The present study had several limitations. First, relatively small sample size and limited number of events may invalidate the stability of the multivariable regression model in this study. The generalization of our results might potentially be limited by its retrospective nature and single-institution population. We also performed propensity score adjustment for histology subtype, stage and chemotherapy to validate the prognostic significance of SUVmax instead of the multivariable regression analysis. The hazard ratios (95% confidence interval) for total, epithelioid, and non-epithelioid histology were 1.83 (0.86–3.87; P = 0.114), 2.53 (0.83–7.67; P = 0.101), and 1.84 (0.59–5.75; P = 0.295), respectively. The hazard ratios of SUVmax after propensity score adjustment showed similar trends with the multivariable regression model but all the results from the propensity score adjustment were not statistically significant. Therefore, the results of current study from the multivariable model should be interpreted conservatively. Although there was no association between SUVmax and overall survival in non-epithelioid histology, a further prospective study using the multivariable model or propensity score adjustment is needed for the larger population in the future to elucidate the association between SUVmax and prognosis in epithelioid and non-epithelioid histology. Second, the histologic subtypes of the study subjects were not specifically defined in seven subjects who also underwent surgery.
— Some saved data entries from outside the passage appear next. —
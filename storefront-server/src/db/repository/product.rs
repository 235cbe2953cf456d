//! Product Repository

use super::{RepoError, RepoResult, Repository};
use crate::db::JsonStore;
use crate::utils::id::slugify;
use shared::models::product::{DEFAULT_CATEGORY, DEFAULT_STOCK_MIN};
use shared::models::{Product, ProductCreate, ProductUpdate};
use std::sync::Arc;

#[derive(Clone)]
pub struct ProductRepository {
    store: Arc<JsonStore>,
}

impl ProductRepository {
    pub fn new(store: Arc<JsonStore>) -> Self {
        Self { store }
    }
}

/// Image paths are stored relative to the image folder
fn normalize_image(path: &str) -> String {
    path.trim_start_matches('/').to_string()
}

fn to_stock(value: i64) -> RepoResult<u32> {
    u32::try_from(value)
        .map_err(|_| RepoError::InvalidStock(format!("stock must be non-negative, got {}", value)))
}

impl Repository<Product, ProductCreate, ProductUpdate> for ProductRepository {
    fn find_all(&self) -> Vec<Product> {
        self.store.read(|docs| docs.products.clone())
    }

    fn find_by_id(&self, id: &str) -> Option<Product> {
        self.store.read(|docs| docs.product(id).cloned())
    }

    fn create(&self, data: ProductCreate) -> RepoResult<Product> {
        let nombre = data
            .nombre
            .filter(|n| !n.trim().is_empty())
            .ok_or_else(|| RepoError::Validation("nombre is required".into()))?;
        let precio = data
            .precio
            .filter(|p| p.is_finite() && *p > 0.0)
            .ok_or_else(|| RepoError::InvalidPrice("precio must be a positive number".into()))?;

        let product = Product {
            id: data
                .id
                .filter(|id| !id.trim().is_empty())
                .unwrap_or_else(|| slugify(&nombre)),
            nombre,
            descripcion: data.descripcion.unwrap_or_default(),
            precio,
            categoria: data
                .categoria
                .filter(|c| !c.is_empty())
                .unwrap_or_else(|| DEFAULT_CATEGORY.to_string()),
            imagen: data.imagen.as_deref().map(normalize_image).unwrap_or_default(),
            stock: to_stock(data.stock.unwrap_or(0))?,
            stock_min: data.stock_min.unwrap_or(DEFAULT_STOCK_MIN),
        };

        self.store.write(|docs| {
            if docs.product(&product.id).is_some() {
                return Err(RepoError::Duplicate(product.id.clone()));
            }
            docs.products.push(product.clone());
            Ok(product)
        })
    }

    fn update(&self, id: &str, data: ProductUpdate) -> RepoResult<Product> {
        if let Some(precio) = data.precio
            && !(precio.is_finite() && precio >= 0.0)
        {
            return Err(RepoError::InvalidPrice(format!(
                "precio must be a non-negative number, got {}",
                precio
            )));
        }
        let stock = data.stock.map(to_stock).transpose()?;

        self.store.write(|docs| {
            let product = docs
                .product_mut(id)
                .ok_or_else(|| RepoError::NotFound(id.to_string()))?;

            if let Some(nombre) = data.nombre {
                product.nombre = nombre;
            }
            if let Some(descripcion) = data.descripcion {
                product.descripcion = descripcion;
            }
            if let Some(precio) = data.precio {
                product.precio = precio;
            }
            if let Some(categoria) = data.categoria {
                product.categoria = categoria;
            }
            if let Some(imagen) = data.imagen.as_deref() {
                product.imagen = normalize_image(imagen);
            }
            if let Some(stock) = stock {
                product.stock = stock;
            }
            if let Some(stock_min) = data.stock_min {
                product.stock_min = stock_min;
            }
            Ok(product.clone())
        })
    }

    fn delete(&self, id: &str) -> RepoResult<bool> {
        self.store.write(|docs| {
            let before = docs.products.len();
            docs.products.retain(|p| p.id != id);
            Ok(docs.products.len() != before)
        })
    }
}

#[cfg(test)]
mod tests {
    use super::*;

    fn repo() -> (tempfile::TempDir, ProductRepository) {
        let dir = tempfile::tempdir().unwrap();
        let store = Arc::new(JsonStore::open(dir.path()).unwrap());
        (dir, ProductRepository::new(store))
    }

    fn create_payload(nombre: &str, precio: f64) -> ProductCreate {
        ProductCreate {
            nombre: Some(nombre.into()),
            precio: Some(precio),
            ..Default::default()
        }
    }

    #[test]
    fn test_create_applies_defaults() {
        let (_dir, repo) = repo();
        let product = repo
            .create(ProductCreate {
                imagen: Some("/img/burger.webp".into()),
                ..create_payload("Hamburguesa Doble", 3500.0)
            })
            .unwrap();

        assert_eq!(product.id, "hamburguesa-doble");
        assert_eq!(product.categoria, "otros");
        assert_eq!(product.stock, 0);
        assert_eq!(product.stock_min, 5);
        assert_eq!(product.imagen, "img/burger.webp");
        assert_eq!(repo.find_all().len(), 1);
    }

    #[test]
    fn test_create_rejects_duplicates_and_bad_input() {
        let (_dir, repo) = repo();
        repo.create(create_payload("Burger", 1000.0)).unwrap();

        assert!(matches!(
            repo.create(create_payload("Burger", 1200.0)),
            Err(RepoError::Duplicate(id)) if id == "burger"
        ));
        assert!(matches!(
            repo.create(create_payload("Papas", 0.0)),
            Err(RepoError::InvalidPrice(_))
        ));
        assert!(matches!(
            repo.create(ProductCreate::default()),
            Err(RepoError::Validation(_))
        ));
        assert!(matches!(
            repo.create(ProductCreate {
                stock: Some(-1),
                ..create_payload("Coca", 800.0)
            }),
            Err(RepoError::InvalidStock(_))
        ));
    }

    #[test]
    fn test_update_is_partial() {
        let (_dir, repo) = repo();
        repo.create(create_payload("Burger", 1000.0)).unwrap();

        let updated = repo
            .update(
                "burger",
                ProductUpdate {
                    stock: Some(12),
                    imagen: Some("//fotos/b.png".into()),
                    ..Default::default()
                },
            )
            .unwrap();

        assert_eq!(updated.stock, 12);
        assert_eq!(updated.precio, 1000.0);
        assert_eq!(updated.imagen, "fotos/b.png");

        assert!(matches!(
            repo.update("nope", ProductUpdate::default()),
            Err(RepoError::NotFound(_))
        ));
        assert!(matches!(
            repo.update(
                "burger",
                ProductUpdate {
                    stock: Some(-3),
                    ..Default::default()
                }
            ),
            Err(RepoError::InvalidStock(_))
        ));
    }

    #[test]
    fn test_delete() {
        let (_dir, repo) = repo();
        repo.create(create_payload("Burger", 1000.0)).unwrap();

        assert!(repo.delete("burger").unwrap());
        assert!(!repo.delete("burger").unwrap());
        assert!(repo.find_by_id("burger").is_none());
    }
}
Finally, there were insufficient data on exposure to asbestos in 19 patients (35.2%).
In conclusion, the SUVmax on PET/CT is an independent prognostic factor in patients with MPM, especially in those with epithelioid subtype. The histologic subtype of MPM should be considered in evaluating the prognostic significance of SUVmax.
Data Availability
All relevant data are within the paper.
Funding Statement
S-W.U. was supported by a grant of the Korea Health Technology R&D Project through the Korea Health Industry Development Institute (KHIDI), funded by the Ministry of Health & Welfare, Korea (HI14C3418). The funders had no role in study design, data collection and analysis, decision to publish, or preparation of the manuscript.